Social media giants should incorporate a delay in live streaming of events so that terrorists’ attempts to use their services to broadcast mass massacres in real-time can be caught and blocked, the Simon Wiesenthal Center said late Tuesday night.
“Yesterday was the second anniversary of the Christ Church Massacre – 50 Muslims were murdered at Christ Church in New Zealand – those murders were broadcast live,” said Wiesenthal Center’s Associate Dean Rabbi Abraham Cooper. “There was the attempt on Yom Kippur in Germany, elsewhere, and in San Diego – part of the game plan of those extremists was to have the opportunity to broadcast live anything that they do,” he said.
Cooper said they have been “begging Facebook and others to have a delay in broadcasts.”
His remarks coincided with the center’s release of its annual digital terrorism and hate report card and online study, which evaluates social media platforms’ policies on online hatred.
“The COVID-19 pandemic and related lockdowns have exacerbated this year’s outcomes, with people spending more time on social media,” the report said. “Over the past year, there has been an explosion of hate and lurid conspiracies proliferating across social media channels – led by Telegram – vilifying and threatening Jews, Asian Americans, African Americans, the LGBTQ community, immigrants, and other minority groups.
“While some social media giants took unprecedented steps to curb misinformation and hate speech in the past year, too often those efforts have been strikingly selective, politically tainted, and grossly insufficient in addressing real-time hate and bigotry.”
Cooper, who has spearheaded the digital terrorism and hate project for nearly three decades, said it was “worrisome to see us moving in the wrong direction at this juncture in history. Social media giants, who for decades moved slowly and incrementally against online hate, suddenly entered the political arena, impacting on elections and Covid-related health issues.
“We call on the ‘Big Five’ social media giants to refocus on degrading the marketing capabilities of bigots, antisemites and terrorists – foreign and domestic.”
Cooper said there was a highly problematic double standard in how and when social media gatekeepers were intervening.
“If you suspend Donald Trump’s account, do the same for Iran’s godfather of terrorism and genocide-threatening Ayatollah Ali Khamenei. If you remove postings about COVID-19 that you deem dangerous, remove Louis Farrakhan’s canard urging African-Americans to not get vaccinated.”
He likewise slammed social media for allowing the Chinese Foreign Ministry to broadcast the message that it is not mistreating or committing any broad crimes against the Uighur sect in Xinjiang.
According to the report, the “Big Five” – Facebook/Instagram, Twitter, and YouTube/Google – all received a B- in policing hateful and potentially terrorist content. The combined audience of those platforms could amount to almost six billion users.
Other major platforms like Telegram and Parler received a D- and a D, respectively.
The worst grades went to the networking sites AnonUp, Gab, and 8Kun, as well as the video platform Brighteon, all of which received an F.
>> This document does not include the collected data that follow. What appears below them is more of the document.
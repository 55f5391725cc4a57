//! # Haven Server
//!
//! Main entry point for the Haven marketplace API.

use haven_config::{AppConfig, ConfigLoader, ObservabilityConfig};
use haven_core::{HavenError, HavenResult};
use haven_repository::{DatabasePool, DatabasePoolInterface};
use haven_rest::{create_router, AppState};
use haven_server::di::{build_module, InfrastructureResolver};
use haven_server::startup;
use haven_service::StoreHealth;
use std::sync::Arc;
use tokio::signal;
use tracing::{error, info, warn};

#[tokio::main]
async fn main() {
    let config = match ConfigLoader::from_default_location() {
        Ok(loader) => loader.get().await,
        Err(e) => {
            eprintln!("Failed to load configuration: {e}");
            std::process::exit(1);
        }
    };

    init_logging(&config.observability);
    startup::print_banner();
    info!("Version: {}", env!("CARGO_PKG_VERSION"));
    info!("Environment: {}", config.app.environment);

    if let Err(e) = run(config).await {
        error!("Application error: {}", e);
        std::process::exit(1);
    }
}

async fn run(config: AppConfig) -> HavenResult<()> {
    let db_pool = DatabasePool::connect(&config.database).await?;
    if config.database.run_migrations {
        db_pool.run_migrations().await?;
    }

    let module = build_module(&db_pool, &config);

    let store = module.volatile_store();
    if !store.open().await {
        warn!("Serving without a cache; every read goes to the database");
    }

    let state = AppState::from_module(module.as_ref())
        .with_health_check(Arc::new(db_pool))
        .with_health_check(Arc::new(StoreHealth::new(Arc::clone(&store))));
    let router = create_router(state, module.token_provider(), &config.server);

    let addr = config.server.addr();
    let listener = tokio::net::TcpListener::bind(&addr)
        .await
        .map_err(|e| HavenError::internal(format!("Failed to bind {addr}: {e}")))?;
    startup::print_startup_info(&config);

    axum::serve(listener, router)
        .with_graceful_shutdown(shutdown_signal())
        .await
        .map_err(|e| HavenError::internal(format!("Server error: {e}")))?;

    store.close().await;
    module.database_pool().close().await;
    info!("Server shutdown complete");
    Ok(())
}

fn init_logging(observability: &ObservabilityConfig) {
    use tracing_subscriber::{layer::SubscriberExt, util::SubscriberInitExt, EnvFilter};

    let filter = EnvFilter::try_from_default_env().unwrap_or_else(|_| {
        EnvFilter::new(format!(
            "{},haven=debug,tower_http=debug",
            observability.log_level
        ))
    });

    let registry = tracing_subscriber::registry().with(filter);
    if observability.is_json() {
        registry
            .with(tracing_subscriber::fmt::layer().json().with_target(true))
            .init();
    } else {
        registry
            .with(tracing_subscriber::fmt::layer().with_target(true))
            .init();
    }
}

async fn shutdown_signal() {
    let ctrl_c = async {
        if let Err(e) = signal::ctrl_c().await {
            error!("Failed to listen for Ctrl+C: {}", e);
            std::future::pending::<()>().await;
        }
    };

    #[cfg(unix)]
    let terminate = async {
        match signal::unix::signal(signal::unix::SignalKind::terminate()) {
            Ok(mut sigterm) => {
                sigterm.recv().await;
            }
            Err(e) => {
                error!("Failed to install SIGTERM handler: {}", e);
                std::future::pending::<()>().await;
            }
        }
    };

    #[cfg(not(unix))]
    let terminate = std::future::pending::<()>();

    tokio::select! {
        () = ctrl_c => {
            info!("Received Ctrl+C, initiating graceful shutdown...");
        }
        () = terminate => {
            info!("Received terminate signal, initiating graceful shutdown...");
        }
    }
}
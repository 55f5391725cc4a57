//! # Haven Core
//!
//! Error taxonomy, typed identifiers, pagination and the marketplace domain
//! model shared by every Haven crate.

pub mod domain;
pub mod error;
pub mod id;
pub mod pagination;
pub mod result;
pub mod traits;
pub mod validation;

pub use domain::*;
pub use error::*;
pub use id::*;
pub use pagination::*;
pub use result::*;
pub use traits::*;
pub use validation::*;

// Re-export shaku for dependency injection
pub use shaku::Interface;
While Cooper surveyed a wide variety of digital hate trends, he especially focused on anti-vaxxer, antisemitism and anti-Asian trends.
Part of what concerned Cooper was that the attack on the Capitol in Washington on January 6 “did not happen in a vacuum. The rhetoric that led up to it, the drum beat on social media…created that environment, pushed those themes. What happened on January 6 basically was frankly predictable and could have been stopped.”
Cooper noted that there had been a “significant drop in Islamist terrorist activity on social media, but that it is expected to pick up again now that ISIS is finding traction in many places in Africa.”
The report also detailed a variety of graphics that groups in many countries are using to tie Jews explicitly or subliminally to some kind of conspiracy theory.